**Task to carry out**
Please output exactly the part of the records below that opens with the line containing "pub async fn resolve_active(&self, user_id: Uuid)" and closes with the line containing "every capability check.", both lines included, and nothing else.

______________________________

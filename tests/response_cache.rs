use std::time::Duration;

use serde_json::json;
use ultra_lean_mcp_proxy::state::ResponseCache;

#[test]
fn hit_biased_eviction_keeps_the_frequently_read_entry() {
    let mut cache = ResponseCache::default();
    cache.insert("s:srv:list_items:a".into(), json!({"page": 1}), Duration::from_secs(30), 2);
    cache.insert("s:srv:list_items:b".into(), json!({"page": 2}), Duration::from_secs(30), 2);

    // Read "a" a few times so it accumulates hits before the next insert
    // forces an eviction.
    for _ in 0..3 {
        cache.get("s:srv:list_items:a");
    }

    cache.insert("s:srv:list_items:c".into(), json!({"page": 3}), Duration::from_secs(30), 2);

    assert!(cache.get("s:srv:list_items:a").is_some());
    assert!(cache.get("s:srv:list_items:b").is_none());
    assert!(cache.get("s:srv:list_items:c").is_some());
}

#[test]
fn mutation_invalidation_clears_only_the_affected_scope() {
    let mut cache = ResponseCache::default();
    cache.insert("sess:srv:list_items:x".into(), json!(1), Duration::from_secs(60), 10);
    cache.insert("sess:other-srv:list_items:y".into(), json!(2), Duration::from_secs(60), 10);

    cache.invalidate_prefix("sess:srv:");

    assert!(cache.get("sess:srv:list_items:x").is_none());
    assert!(cache.get("sess:other-srv:list_items:y").is_some());
}
//! Per-scope tools-hash bookkeeping for conditional `tools/list` responses.

use std::collections::HashMap;

#[derive(Debug, Clone)]
pub struct ToolsHashScope {
    pub last_hash: String,
    pub conditional_hits: u64,
    pub updated_at: std::time::Instant,
}

#[derive(Default)]
pub struct ToolsHashStore {
    scopes: HashMap<String, ToolsHashScope>,
}

impl ToolsHashStore {
    pub fn get(&self, scope: &str) -> Option<&ToolsHashScope> {
        self.scopes.get(scope)
    }

    /// Records a newly computed hash for `scope`. Resets `conditional_hits`
    /// when the hash actually changed; a re-stamp with the same hash (the
    /// periodic forced-refresh path) leaves the counter untouched since the
    /// caller increments it separately via [`Self::record_conditional_hit`].
    pub fn record_hash(&mut self, scope: &str, hash: String) {
        match self.scopes.get_mut(scope) {
            Some(existing) if existing.last_hash == hash => {
                existing.updated_at = std::time::Instant::now();
            }
            Some(existing) => {
                existing.last_hash = hash;
                existing.conditional_hits = 0;
                existing.updated_at = std::time::Instant::now();
            }
            None => {
                self.scopes.insert(
                    scope.to_string(),
                    ToolsHashScope {
                        last_hash: hash,
                        conditional_hits: 0,
                        updated_at: std::time::Instant::now(),
                    },
                );
            }
        }
    }

    /// Increments and returns the new `conditional_hits` count for `scope`,
    /// used to decide when a periodic forced refresh is due.
    pub fn record_conditional_hit(&mut self, scope: &str) -> u64 {
        match self.scopes.get_mut(scope) {
            Some(existing) => {
                existing.conditional_hits += 1;
                existing.conditional_hits
            }
            None => 0,
        }
    }
}

#[cfg(test)]
mod tests {
    use super::*;

    #[test]
    fn hash_change_resets_conditional_hits() {
        let mut store = ToolsHashStore::default();
        store.record_hash("s", "sha256:a".into());
        store.record_conditional_hit("s");
        store.record_conditional_hit("s");
        assert_eq!(store.get("s").unwrap().conditional_hits, 2);

        store.record_hash("s", "sha256:b".into());
        assert_eq!(store.get("s").unwrap().conditional_hits, 0);
        assert_eq!(store.get("s").unwrap().last_hash, "sha256:b");
    }

    #[test]
    fn unknown_scope_conditional_hit_is_a_noop() {
        let mut store = ToolsHashStore::default();
        assert_eq!(store.record_conditional_hit("missing"), 0);
    }
}
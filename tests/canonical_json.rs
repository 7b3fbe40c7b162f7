use serde_json::json;
use ultra_lean_mcp_proxy::json::{canonicalize, estimate_tokens, parse_tools_hash, tools_hash};

#[test]
fn canonical_form_ignores_object_key_order_but_not_array_order() {
    let a = json!({"b": 1, "a": {"y": 2, "x": 1}});
    let b = json!({"a": {"x": 1, "y": 2}, "b": 1});
    assert_eq!(canonicalize(&a), canonicalize(&b));

    let arr_a = json!([1, 2, 3]);
    let arr_b = json!([3, 2, 1]);
    assert_ne!(canonicalize(&arr_a), canonicalize(&arr_b));
}

#[test]
fn tools_hash_round_trips_through_parse_tools_hash() {
    let hash = tools_hash(&json!({"tools": [{"name": "a"}]}));
    let hex = hash.strip_prefix("sha256:").unwrap();
    assert_eq!(parse_tools_hash(&hash), Some(hex));
}

#[test]
fn estimate_tokens_never_reports_zero_for_nonempty_bounds() {
    assert_eq!(estimate_tokens(""), 1);
    assert!(estimate_tokens(&"x".repeat(4000)) > 900);
}
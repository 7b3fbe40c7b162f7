//! Result compression (`lapc-json-v1`): key aliasing plus columnar-row
//! packing for homogeneous object arrays, gated on an estimated
//! compressibility score and accepted only when projected token savings
//! clear the configured floor.

use std::collections::HashMap;

use serde_json::{json, Map, Value};

use crate::config::{ResultCompressionConfig, ResultCompressionMode};
use crate::json::{canonicalize, estimate_tokens, short_digest};

pub const ENCODING: &str = "lapc-json-v1";

#[derive(Debug, Clone)]
pub struct CompressionStats {
    pub original_bytes: usize,
    pub compressed_bytes: usize,
    pub saved_bytes: usize,
    pub saved_ratio: f64,
    pub saved_tokens: usize,
}

pub enum ResultCompressionOutcome {
    Applied { envelope: Value, stats: CompressionStats },
    Skipped,
}

/// Tracks which alias tables have already been shipped to the client in
/// this session, so repeat tables can be referenced by digest instead of
/// re-sent inline. Session-scoped state, held in [`crate::state::Store`].
#[derive(Default)]
pub struct KeyDictionary {
    reuse_counts: HashMap<String, u64>,
}

impl KeyDictionary {
    /// Returns `(digest, ship_keys_inline)`. The first sighting of a table
    /// and every `bootstrap_interval`th reuse after that ship the keys
    /// inline; all other reuses return the digest alone.
    pub fn lookup_or_insert(&mut self, alias_table: &Value, bootstrap_interval: u64) -> (String, bool) {
        let digest = short_digest(&canonicalize(alias_table));
        let count = self.reuse_counts.entry(digest.clone()).or_insert(0);
        let ship_inline = *count == 0 || (bootstrap_interval > 0 && *count % bootstrap_interval == 0);
        *count += 1;
        (digest, ship_inline)
    }
}
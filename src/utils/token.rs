use rand::{distributions::Alphanumeric, thread_rng, Rng};

pub fn generate_tracking_token(length: usize) -> String {
    thread_rng()
        .sample_iter(&Alphanumeric)
        .take(length)
        .map(char::from)
        .collect()
}

#[cfg(test)]
mod tests {
    use super::*;

    #[test]
    fn tokens_are_alphanumeric_and_sized() {
        let token = generate_tracking_token(32);
        assert_eq!(token.len(), 32);
        assert!(token.chars().all(|c| c.is_ascii_alphanumeric()));
    }
}
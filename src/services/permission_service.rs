use crate::error::Result;
use crate::models::user_role::{
    RolePermission, UserRole, ROLE_HR_ADMIN, ROLE_HR_MANAGER, ROLE_HR_STAFF, ROLE_INTERVIEWER,
    ROLE_PENDING,
};
use sqlx::PgPool;
use uuid::Uuid;

#[derive(Clone)]
pub struct PermissionService {
    pool: PgPool,
}

impl PermissionService {
    pub fn new(pool: PgPool) -> Self {
        Self { pool }
    }

    /// Resolves the caller's role row, gating on `is_active` and the
    /// `pending` placeholder role. Lookup failures are swallowed: a caller
    /// whose role cannot be read has no permissions.
    pub async fn resolve_active(&self, user_id: Uuid) -> Option<UserRole> {
        match self.fetch_role(user_id).await {
            Ok(Some(user)) if user.is_active && user.role != ROLE_PENDING => Some(user),
            Ok(_) => None,
            Err(err) => {
                tracing::warn!(error = ?err, %user_id, "role lookup failed, denying access");
                None
            }
        }
    }

    async fn fetch_role(&self, user_id: Uuid) -> Result<Option<UserRole>> {
        let user = sqlx::query_as::<_, UserRole>("SELECT * FROM user_roles WHERE user_id = $1")
            .bind(user_id)
            .fetch_optional(&self.pool)
            .await?;
        Ok(user)
    }

    pub async fn find_by_email(&self, email: &str) -> Result<Option<UserRole>> {
        let user = sqlx::query_as::<_, UserRole>(
            "SELECT * FROM user_roles WHERE email = $1 AND is_active",
        )
        .bind(email)
        .fetch_optional(&self.pool)
        .await?;
        Ok(user)
    }

    /// Picks one active holder of the given role, oldest account first.
    /// Used to address the HR Manager when an offer enters approval.
    pub async fn find_one_by_role(&self, role: &str) -> Result<Option<UserRole>> {
        let user = sqlx::query_as::<_, UserRole>(
            r#"
            SELECT * FROM user_roles
            WHERE role = $1 AND is_active
            ORDER BY created_at ASC
            LIMIT 1
            "#,
        )
        .bind(role)
        .fetch_optional(&self.pool)
        .await?;
        Ok(user)
    }

    /// Loads the permission matrix for a role. Errors degrade to an empty
    /// set, which answers false to every capability check.
    pub async fn permission_set(&self, role: &str) -> PermissionSet {
        let rows = sqlx::query_as::<_, RolePermission>(
            "SELECT * FROM role_permissions WHERE role = $1",
        )
        .bind(role)
        .fetch_all(&self.pool)
        .await
        .unwrap_or_else(|err| {
            tracing::warn!(error = ?err, role, "permission matrix lookup failed");
            Vec::new()
        });
        PermissionSet::new(role, rows)
    }
}

/// Capability checks as pure functions of the loaded matrix rows: exact
/// resource-name lookup, false on miss.
#[derive(Debug, Clone)]
pub struct PermissionSet {
    role: String,
    rows: Vec<RolePermission>,
}

impl PermissionSet {
    pub fn new(role: &str, rows: Vec<RolePermission>) -> Self {
        Self {
            role: role.to_string(),
            rows,
        }
    }

    fn find(&self, resource: &str) -> Option<&RolePermission> {
        self.rows.iter().find(|row| row.resource == resource)
    }

    pub fn can_create(&self, resource: &str) -> bool {
        self.find(resource).map(|r| r.can_create).unwrap_or(false)
    }

    pub fn can_read(&self, resource: &str) -> bool {
        self.find(resource).map(|r| r.can_read).unwrap_or(false)
    }

    pub fn can_update(&self, resource: &str) -> bool {
        self.find(resource).map(|r| r.can_update).unwrap_or(false)
    }

    pub fn can_delete(&self, resource: &str) -> bool {
        self.find(resource).map(|r| r.can_delete).unwrap_or(false)
    }

    pub fn is_hr_admin(&self) -> bool {
        self.role == ROLE_HR_ADMIN
    }

    pub fn is_hr_staff(&self) -> bool {
        self.role == ROLE_HR_STAFF
    }

    pub fn is_hr_manager(&self) -> bool {
        self.role == ROLE_HR_MANAGER
    }

    pub fn is_interviewer(&self) -> bool {
        self.role == ROLE_INTERVIEWER
    }
}

#[cfg(test)]
mod tests {
    use super::*;

    fn row(role: &str, resource: &str, c: bool, r: bool, u: bool, d: bool) -> RolePermission {
        RolePermission {
            id: Uuid::new_v4(),
            role: role.into(),
            resource: resource.into(),
            can_create: c,
            can_read: r,
            can_update: u,
            can_delete: d,
        }
    }

    #[test]
    fn capability_checks_follow_matrix_rows() {
        let set = PermissionSet::new(
            "hr_staff",
            vec![
                row("hr_staff", "candidates", true, true, true, false),
                row("hr_staff", "proposals", true, true, true, false),
            ],
        );
        assert!(set.can_create("candidates"));
        assert!(set.can_read("candidates"));
        assert!(set.can_update("proposals"));
        assert!(!set.can_delete("candidates"));
    }

    #[test]
    fn unknown_resource_defaults_to_false() {
        let set = PermissionSet::new(
            "hr_staff",
            vec![row("hr_staff", "candidates", true, true, true, true)],
        );
        assert!(!set.can_read("users"));
        assert!(!set.can_create("Candidates")); // exact-name lookup
    }

    #[test]
    fn empty_set_denies_everything() {
        let set = PermissionSet::new("interviewer", Vec::new());
        assert!(!set.can_create("feedback"));
        assert!(!set.can_read("feedback"));
        assert!(!set.can_update("feedback"));
        assert!(!set.can_delete("feedback"));
    }

    #[test]
    fn identity_flags_track_role() {
        assert!(PermissionSet::new("hr_admin", Vec::new()).is_hr_admin());
        assert!(PermissionSet::new("hr_manager", Vec::new()).is_hr_manager());
        assert!(PermissionSet::new("interviewer", Vec::new()).is_interviewer());
        let staff = PermissionSet::new("hr_staff", Vec::new());
        assert!(staff.is_hr_staff());
        assert!(!staff.is_hr_admin());
    }
}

______________________________

**Finished task**
    pub async fn resolve_active(&self, user_id: Uuid) -> Option<UserRole> {
        match self.fetch_role(user_id).await {
            Ok(Some(user)) if user.is_active && user.role != ROLE_PENDING => Some(user),
            Ok(_) => None,
            Err(err) => {
                tracing::warn!(error = ?err, %user_id, "role lookup failed, denying access");
                None
            }
        }
    }

    async fn fetch_role(&self, user_id: Uuid) -> Result<Option<UserRole>> {
        let user = sqlx::query_as::<_, UserRole>("SELECT * FROM user_roles WHERE user_id = $1")
            .bind(user_id)
            .fetch_optional(&self.pool)
            .await?;
        Ok(user)
    }

    pub async fn find_by_email(&self, email: &str) -> Result<Option<UserRole>> {
        let user = sqlx::query_as::<_, UserRole>(
            "SELECT * FROM user_roles WHERE email = $1 AND is_active",
        )
        .bind(email)
        .fetch_optional(&self.pool)
        .await?;
        Ok(user)
    }

    /// Picks one active holder of the given role, oldest account first.
    /// Used to address the HR Manager when an offer enters approval.
    pub async fn find_one_by_role(&self, role: &str) -> Result<Option<UserRole>> {
        let user = sqlx::query_as::<_, UserRole>(
            r#"
            SELECT * FROM user_roles
            WHERE role = $1 AND is_active
            ORDER BY created_at ASC
            LIMIT 1
            "#,
        )
        .bind(role)
        .fetch_optional(&self.pool)
        .await?;
        Ok(user)
    }

    /// Loads the permission matrix for a role. Errors degrade to an empty
    /// set, which answers false to every capability check.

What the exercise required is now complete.